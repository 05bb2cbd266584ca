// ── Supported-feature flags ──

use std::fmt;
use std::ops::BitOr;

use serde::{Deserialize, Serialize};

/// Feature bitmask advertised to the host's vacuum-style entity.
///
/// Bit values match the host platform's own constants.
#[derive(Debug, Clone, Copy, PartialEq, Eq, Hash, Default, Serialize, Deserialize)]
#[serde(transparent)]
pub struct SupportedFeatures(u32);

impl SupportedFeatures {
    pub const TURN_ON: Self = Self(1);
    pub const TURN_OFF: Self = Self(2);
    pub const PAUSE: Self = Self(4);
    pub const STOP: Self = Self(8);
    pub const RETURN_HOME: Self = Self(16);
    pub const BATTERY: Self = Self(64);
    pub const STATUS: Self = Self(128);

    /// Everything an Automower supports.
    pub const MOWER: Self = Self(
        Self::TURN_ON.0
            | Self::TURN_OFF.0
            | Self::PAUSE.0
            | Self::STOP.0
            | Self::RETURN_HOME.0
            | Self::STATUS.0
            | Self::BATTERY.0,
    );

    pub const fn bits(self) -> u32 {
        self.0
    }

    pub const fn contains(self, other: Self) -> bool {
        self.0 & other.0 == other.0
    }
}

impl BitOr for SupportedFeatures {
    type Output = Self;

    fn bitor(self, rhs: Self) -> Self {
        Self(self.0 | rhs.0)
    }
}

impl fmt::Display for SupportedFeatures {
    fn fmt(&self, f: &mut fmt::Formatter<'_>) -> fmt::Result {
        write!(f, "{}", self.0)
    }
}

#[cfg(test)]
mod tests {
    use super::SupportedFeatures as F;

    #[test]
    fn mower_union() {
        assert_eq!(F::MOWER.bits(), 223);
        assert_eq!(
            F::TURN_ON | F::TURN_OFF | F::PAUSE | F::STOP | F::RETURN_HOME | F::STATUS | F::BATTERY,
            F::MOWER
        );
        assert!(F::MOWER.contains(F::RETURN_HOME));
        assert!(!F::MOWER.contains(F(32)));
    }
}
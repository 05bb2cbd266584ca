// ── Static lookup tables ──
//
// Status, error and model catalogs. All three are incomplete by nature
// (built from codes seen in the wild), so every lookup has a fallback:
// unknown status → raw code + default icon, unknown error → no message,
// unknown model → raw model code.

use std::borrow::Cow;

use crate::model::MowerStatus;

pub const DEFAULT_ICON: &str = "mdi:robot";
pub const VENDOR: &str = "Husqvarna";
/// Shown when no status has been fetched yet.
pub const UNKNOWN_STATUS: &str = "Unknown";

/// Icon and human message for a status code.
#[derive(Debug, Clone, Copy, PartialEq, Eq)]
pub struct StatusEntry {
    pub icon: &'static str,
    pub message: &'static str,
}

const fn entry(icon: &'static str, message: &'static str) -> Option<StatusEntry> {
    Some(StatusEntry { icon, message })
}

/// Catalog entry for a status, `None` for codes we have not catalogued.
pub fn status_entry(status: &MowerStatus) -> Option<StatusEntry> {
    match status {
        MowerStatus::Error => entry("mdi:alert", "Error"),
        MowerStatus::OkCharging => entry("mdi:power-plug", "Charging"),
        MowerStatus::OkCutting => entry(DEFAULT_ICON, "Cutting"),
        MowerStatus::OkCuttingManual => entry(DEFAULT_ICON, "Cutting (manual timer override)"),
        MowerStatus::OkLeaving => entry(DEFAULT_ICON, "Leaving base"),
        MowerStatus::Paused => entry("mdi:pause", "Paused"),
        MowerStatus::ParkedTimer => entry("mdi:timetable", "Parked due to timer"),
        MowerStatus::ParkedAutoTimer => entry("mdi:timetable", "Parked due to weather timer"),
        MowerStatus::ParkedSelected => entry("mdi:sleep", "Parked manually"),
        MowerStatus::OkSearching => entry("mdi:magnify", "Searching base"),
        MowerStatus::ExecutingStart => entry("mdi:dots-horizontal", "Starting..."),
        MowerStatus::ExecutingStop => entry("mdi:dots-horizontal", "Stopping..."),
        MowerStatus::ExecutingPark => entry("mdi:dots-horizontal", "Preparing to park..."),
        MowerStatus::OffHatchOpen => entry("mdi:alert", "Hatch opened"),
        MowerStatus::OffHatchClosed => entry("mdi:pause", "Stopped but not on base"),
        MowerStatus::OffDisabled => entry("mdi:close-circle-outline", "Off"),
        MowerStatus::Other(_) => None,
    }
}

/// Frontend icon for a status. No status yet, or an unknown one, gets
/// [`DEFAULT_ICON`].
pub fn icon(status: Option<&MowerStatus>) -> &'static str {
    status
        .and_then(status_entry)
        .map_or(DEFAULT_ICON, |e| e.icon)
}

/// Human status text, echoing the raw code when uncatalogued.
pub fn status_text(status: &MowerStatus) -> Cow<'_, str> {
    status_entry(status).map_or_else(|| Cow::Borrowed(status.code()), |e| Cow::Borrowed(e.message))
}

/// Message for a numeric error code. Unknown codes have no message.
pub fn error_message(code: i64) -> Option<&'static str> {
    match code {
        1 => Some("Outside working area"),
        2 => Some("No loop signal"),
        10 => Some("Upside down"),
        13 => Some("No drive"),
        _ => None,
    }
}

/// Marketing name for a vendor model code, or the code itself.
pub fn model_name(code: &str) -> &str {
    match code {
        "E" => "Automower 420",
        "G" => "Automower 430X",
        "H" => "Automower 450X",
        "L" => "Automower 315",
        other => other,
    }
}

■ ■ ■ ■ ■ ■ ■

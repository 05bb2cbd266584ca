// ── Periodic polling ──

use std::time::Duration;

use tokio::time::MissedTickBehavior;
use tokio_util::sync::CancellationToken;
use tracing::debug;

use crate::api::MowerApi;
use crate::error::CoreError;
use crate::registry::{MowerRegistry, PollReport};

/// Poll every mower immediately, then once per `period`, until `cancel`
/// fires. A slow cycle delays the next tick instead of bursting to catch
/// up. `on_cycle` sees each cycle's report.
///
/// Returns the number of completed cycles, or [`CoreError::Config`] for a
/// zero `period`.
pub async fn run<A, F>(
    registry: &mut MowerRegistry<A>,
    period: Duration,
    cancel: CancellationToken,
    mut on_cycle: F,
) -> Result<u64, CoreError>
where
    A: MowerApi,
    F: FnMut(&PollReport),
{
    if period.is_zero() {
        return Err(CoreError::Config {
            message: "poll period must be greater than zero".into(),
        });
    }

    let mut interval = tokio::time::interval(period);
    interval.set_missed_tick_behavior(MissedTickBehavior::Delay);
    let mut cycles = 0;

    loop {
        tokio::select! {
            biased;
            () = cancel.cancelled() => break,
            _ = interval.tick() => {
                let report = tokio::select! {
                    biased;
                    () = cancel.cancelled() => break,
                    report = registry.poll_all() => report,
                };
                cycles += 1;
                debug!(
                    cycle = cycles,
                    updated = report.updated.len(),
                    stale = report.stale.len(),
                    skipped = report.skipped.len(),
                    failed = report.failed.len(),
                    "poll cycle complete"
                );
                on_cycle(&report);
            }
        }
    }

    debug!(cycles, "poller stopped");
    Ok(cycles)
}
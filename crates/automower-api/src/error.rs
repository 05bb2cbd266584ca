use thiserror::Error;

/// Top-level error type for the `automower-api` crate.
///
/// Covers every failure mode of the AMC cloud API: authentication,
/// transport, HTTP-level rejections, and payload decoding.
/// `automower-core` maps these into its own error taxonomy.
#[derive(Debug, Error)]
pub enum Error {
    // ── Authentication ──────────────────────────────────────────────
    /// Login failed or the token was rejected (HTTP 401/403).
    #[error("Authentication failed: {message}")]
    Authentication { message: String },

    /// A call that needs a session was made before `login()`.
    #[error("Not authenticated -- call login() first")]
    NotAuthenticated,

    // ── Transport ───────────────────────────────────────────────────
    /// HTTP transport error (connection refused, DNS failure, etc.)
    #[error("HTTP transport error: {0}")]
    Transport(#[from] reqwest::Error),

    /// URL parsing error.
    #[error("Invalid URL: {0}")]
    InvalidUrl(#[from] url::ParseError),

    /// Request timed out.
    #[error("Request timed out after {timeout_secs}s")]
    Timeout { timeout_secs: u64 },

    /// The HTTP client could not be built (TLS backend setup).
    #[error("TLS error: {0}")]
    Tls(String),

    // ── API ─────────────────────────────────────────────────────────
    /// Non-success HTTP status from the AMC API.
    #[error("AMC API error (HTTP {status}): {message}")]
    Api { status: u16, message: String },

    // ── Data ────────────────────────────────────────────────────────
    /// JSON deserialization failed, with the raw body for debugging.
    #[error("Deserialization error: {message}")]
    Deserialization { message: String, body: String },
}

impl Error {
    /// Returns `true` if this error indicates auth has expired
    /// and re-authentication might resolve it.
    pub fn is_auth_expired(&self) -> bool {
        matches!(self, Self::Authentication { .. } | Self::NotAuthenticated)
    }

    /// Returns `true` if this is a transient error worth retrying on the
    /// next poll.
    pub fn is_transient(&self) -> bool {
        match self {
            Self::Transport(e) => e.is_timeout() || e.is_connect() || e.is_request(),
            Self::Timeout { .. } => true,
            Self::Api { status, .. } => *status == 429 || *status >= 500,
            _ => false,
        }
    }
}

■ ■ ■ ■ ■ ■ ■

▸ DIRECTIONS FOR THIS TASK:
Which lines of the data include "Config"? Copy each of them.

▸ EXERCISE RESPONSE:
/// Returns the number of completed cycles, or [`CoreError::Config`] for a
        return Err(CoreError::Config {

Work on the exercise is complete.